DATA FOR PROCESSING -
────────
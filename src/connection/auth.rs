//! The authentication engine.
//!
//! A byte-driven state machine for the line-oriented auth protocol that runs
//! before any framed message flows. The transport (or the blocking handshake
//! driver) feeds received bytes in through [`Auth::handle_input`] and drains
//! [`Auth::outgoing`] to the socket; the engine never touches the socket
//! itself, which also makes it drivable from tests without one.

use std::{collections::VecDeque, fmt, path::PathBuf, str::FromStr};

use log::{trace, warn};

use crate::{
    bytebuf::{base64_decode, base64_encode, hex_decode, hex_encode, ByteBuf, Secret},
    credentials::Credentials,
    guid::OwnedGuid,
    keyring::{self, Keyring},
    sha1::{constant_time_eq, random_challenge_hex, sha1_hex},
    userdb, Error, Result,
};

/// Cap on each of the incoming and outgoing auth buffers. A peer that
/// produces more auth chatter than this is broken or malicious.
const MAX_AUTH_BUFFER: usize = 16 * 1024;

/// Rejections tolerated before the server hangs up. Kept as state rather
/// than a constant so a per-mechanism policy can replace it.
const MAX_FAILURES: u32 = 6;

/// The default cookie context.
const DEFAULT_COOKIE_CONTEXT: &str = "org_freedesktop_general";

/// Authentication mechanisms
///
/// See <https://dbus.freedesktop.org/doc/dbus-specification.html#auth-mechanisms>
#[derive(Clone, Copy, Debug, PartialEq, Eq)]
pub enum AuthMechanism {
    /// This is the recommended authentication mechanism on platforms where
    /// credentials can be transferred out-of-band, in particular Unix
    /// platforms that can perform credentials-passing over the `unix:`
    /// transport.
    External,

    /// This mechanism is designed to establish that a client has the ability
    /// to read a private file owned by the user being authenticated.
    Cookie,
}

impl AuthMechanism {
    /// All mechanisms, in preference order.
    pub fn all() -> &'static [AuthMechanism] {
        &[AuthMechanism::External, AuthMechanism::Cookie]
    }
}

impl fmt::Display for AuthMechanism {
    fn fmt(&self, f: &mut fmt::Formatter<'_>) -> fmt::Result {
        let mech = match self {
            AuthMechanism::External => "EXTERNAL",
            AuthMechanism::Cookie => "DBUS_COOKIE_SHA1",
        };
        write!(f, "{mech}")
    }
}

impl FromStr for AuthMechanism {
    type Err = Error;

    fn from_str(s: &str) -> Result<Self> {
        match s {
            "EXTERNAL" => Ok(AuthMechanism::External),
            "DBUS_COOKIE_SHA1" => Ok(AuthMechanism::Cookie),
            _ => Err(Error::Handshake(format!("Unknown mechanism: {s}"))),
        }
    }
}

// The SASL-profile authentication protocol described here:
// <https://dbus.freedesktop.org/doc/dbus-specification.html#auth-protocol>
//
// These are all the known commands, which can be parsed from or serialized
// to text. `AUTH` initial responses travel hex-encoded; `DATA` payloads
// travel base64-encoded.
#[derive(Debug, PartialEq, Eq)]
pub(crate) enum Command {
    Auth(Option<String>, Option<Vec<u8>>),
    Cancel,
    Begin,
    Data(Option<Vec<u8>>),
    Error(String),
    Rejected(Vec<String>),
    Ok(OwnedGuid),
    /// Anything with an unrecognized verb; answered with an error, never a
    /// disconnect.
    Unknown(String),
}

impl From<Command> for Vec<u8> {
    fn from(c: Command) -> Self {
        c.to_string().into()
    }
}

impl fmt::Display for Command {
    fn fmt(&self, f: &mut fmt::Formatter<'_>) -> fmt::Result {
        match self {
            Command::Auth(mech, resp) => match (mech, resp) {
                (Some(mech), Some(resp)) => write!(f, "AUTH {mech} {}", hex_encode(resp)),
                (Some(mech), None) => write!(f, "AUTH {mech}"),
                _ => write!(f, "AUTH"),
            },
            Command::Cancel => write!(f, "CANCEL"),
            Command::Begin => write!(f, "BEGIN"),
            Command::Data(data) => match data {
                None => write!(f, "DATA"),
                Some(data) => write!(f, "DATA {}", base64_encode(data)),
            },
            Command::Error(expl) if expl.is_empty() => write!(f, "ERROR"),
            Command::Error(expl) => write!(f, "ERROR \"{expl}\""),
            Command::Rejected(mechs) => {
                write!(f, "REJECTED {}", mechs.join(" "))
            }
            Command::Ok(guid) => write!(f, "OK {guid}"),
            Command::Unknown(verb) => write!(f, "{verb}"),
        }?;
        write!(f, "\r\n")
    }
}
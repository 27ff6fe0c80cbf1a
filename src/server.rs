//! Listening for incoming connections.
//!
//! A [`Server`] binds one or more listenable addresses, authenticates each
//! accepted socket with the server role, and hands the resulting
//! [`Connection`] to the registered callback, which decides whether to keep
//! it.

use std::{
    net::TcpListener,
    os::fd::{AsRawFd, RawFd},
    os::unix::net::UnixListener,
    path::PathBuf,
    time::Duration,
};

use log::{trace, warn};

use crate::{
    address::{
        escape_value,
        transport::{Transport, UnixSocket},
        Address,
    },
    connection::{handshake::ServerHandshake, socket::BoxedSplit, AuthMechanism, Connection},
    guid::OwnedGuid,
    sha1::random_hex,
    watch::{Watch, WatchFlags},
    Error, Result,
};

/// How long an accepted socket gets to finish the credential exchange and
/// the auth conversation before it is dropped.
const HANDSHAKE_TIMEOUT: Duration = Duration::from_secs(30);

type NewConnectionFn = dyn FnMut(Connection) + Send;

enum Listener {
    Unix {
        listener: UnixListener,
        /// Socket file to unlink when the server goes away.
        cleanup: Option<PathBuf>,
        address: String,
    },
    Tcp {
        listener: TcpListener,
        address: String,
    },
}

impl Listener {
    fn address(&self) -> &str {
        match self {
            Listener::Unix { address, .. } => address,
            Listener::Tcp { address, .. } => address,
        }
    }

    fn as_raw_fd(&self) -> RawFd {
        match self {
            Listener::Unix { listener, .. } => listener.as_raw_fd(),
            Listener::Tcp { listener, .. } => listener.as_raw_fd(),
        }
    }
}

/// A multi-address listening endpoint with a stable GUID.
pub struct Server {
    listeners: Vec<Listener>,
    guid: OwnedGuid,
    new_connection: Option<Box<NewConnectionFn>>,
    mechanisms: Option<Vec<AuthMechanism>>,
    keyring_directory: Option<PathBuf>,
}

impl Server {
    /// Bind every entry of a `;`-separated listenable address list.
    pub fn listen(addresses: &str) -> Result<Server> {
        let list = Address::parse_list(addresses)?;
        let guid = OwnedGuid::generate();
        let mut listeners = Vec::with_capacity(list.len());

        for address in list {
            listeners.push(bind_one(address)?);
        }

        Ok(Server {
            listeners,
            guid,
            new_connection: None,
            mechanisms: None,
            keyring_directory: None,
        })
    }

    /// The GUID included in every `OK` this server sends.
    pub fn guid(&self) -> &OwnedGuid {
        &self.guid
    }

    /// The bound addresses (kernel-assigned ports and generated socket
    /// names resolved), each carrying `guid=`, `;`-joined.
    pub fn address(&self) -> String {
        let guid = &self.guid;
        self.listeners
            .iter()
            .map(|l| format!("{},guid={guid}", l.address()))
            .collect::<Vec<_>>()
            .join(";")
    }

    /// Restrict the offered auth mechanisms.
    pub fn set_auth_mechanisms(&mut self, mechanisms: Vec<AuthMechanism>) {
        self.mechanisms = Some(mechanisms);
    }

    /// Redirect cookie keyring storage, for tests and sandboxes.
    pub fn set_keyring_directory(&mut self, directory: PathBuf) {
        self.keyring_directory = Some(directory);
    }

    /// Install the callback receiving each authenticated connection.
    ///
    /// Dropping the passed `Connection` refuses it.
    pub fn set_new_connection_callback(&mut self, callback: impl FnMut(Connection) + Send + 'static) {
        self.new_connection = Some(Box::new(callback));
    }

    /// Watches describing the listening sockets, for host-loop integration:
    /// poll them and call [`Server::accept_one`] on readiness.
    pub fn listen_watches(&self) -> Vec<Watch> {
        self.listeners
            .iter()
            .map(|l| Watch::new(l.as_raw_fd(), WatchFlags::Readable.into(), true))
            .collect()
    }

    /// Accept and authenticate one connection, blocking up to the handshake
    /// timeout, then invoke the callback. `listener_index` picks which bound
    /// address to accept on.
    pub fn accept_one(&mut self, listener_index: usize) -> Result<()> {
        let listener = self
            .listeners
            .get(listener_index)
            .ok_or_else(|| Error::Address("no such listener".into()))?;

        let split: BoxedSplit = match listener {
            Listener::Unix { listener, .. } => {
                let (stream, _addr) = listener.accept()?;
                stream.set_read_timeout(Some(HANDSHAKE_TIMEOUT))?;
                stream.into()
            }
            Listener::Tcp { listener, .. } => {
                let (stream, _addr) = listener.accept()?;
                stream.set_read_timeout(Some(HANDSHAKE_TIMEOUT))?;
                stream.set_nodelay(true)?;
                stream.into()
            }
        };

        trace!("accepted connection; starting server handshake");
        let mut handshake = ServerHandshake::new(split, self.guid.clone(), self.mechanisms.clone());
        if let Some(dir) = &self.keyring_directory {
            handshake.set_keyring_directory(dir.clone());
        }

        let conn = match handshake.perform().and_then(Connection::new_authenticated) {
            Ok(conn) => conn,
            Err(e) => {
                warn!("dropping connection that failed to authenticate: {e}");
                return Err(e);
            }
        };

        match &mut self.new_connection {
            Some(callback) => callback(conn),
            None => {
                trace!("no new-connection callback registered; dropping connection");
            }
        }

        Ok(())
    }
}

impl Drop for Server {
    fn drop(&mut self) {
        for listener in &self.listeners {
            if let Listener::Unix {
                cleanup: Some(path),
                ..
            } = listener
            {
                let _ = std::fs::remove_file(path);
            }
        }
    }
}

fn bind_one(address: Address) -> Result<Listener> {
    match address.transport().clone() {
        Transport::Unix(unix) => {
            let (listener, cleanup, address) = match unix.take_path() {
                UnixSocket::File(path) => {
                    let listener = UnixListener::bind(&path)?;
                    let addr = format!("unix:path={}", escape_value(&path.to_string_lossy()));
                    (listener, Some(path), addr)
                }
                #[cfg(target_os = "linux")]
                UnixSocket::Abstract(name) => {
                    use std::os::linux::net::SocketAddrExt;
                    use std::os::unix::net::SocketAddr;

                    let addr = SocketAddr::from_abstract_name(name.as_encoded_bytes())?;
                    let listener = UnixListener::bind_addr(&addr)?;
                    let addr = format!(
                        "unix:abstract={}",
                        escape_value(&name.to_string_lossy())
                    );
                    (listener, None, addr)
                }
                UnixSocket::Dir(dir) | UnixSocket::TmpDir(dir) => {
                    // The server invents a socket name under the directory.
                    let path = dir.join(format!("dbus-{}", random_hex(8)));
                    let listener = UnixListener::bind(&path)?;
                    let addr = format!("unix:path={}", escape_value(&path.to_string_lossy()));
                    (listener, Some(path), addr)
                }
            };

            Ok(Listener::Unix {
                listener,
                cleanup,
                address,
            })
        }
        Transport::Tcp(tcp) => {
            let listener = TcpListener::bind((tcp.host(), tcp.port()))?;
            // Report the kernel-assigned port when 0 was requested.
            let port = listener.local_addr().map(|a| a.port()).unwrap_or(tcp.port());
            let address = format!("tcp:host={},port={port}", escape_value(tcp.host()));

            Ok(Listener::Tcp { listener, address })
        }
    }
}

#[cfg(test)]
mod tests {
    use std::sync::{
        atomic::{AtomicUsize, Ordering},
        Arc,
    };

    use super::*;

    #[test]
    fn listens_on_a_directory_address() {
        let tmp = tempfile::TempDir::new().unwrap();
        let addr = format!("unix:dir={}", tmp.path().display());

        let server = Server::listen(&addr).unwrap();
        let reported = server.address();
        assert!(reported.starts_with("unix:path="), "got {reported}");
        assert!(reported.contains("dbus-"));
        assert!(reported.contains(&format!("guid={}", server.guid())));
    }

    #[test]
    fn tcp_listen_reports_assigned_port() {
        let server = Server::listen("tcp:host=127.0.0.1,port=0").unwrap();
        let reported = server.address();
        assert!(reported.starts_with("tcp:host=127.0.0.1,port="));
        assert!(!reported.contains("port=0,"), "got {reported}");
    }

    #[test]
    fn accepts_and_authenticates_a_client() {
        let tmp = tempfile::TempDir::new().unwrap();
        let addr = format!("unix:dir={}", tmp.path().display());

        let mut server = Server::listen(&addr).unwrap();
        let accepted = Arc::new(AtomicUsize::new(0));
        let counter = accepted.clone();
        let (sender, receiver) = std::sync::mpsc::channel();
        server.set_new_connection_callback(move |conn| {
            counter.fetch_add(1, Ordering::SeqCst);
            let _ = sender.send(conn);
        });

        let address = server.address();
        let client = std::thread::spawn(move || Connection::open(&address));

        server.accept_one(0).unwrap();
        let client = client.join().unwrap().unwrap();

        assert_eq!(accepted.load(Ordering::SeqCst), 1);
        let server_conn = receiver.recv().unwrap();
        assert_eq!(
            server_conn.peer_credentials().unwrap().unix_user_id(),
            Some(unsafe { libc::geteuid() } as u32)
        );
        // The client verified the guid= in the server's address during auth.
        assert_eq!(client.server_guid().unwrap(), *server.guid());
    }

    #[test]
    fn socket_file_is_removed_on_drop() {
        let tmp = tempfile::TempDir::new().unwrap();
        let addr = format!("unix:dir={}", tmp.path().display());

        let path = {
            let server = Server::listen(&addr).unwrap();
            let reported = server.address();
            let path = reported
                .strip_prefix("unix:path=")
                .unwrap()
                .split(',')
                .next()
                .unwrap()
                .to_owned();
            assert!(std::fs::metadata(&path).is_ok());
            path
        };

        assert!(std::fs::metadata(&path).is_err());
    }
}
────────
THE PROBLEM - All that is wanted is a faithful reproduction of the line above with "fn from_str(s: &str)", the line with "The SASL-profile authentication", and every line in between.

RESPONSE BOX -
    fn from_str(s: &str) -> Result<Self> {
        match s {
            "EXTERNAL" => Ok(AuthMechanism::External),
            "DBUS_COOKIE_SHA1" => Ok(AuthMechanism::Cookie),
            _ => Err(Error::Handshake(format!("Unknown mechanism: {s}"))),
        }
    }
}

// The SASL-profile authentication protocol described here:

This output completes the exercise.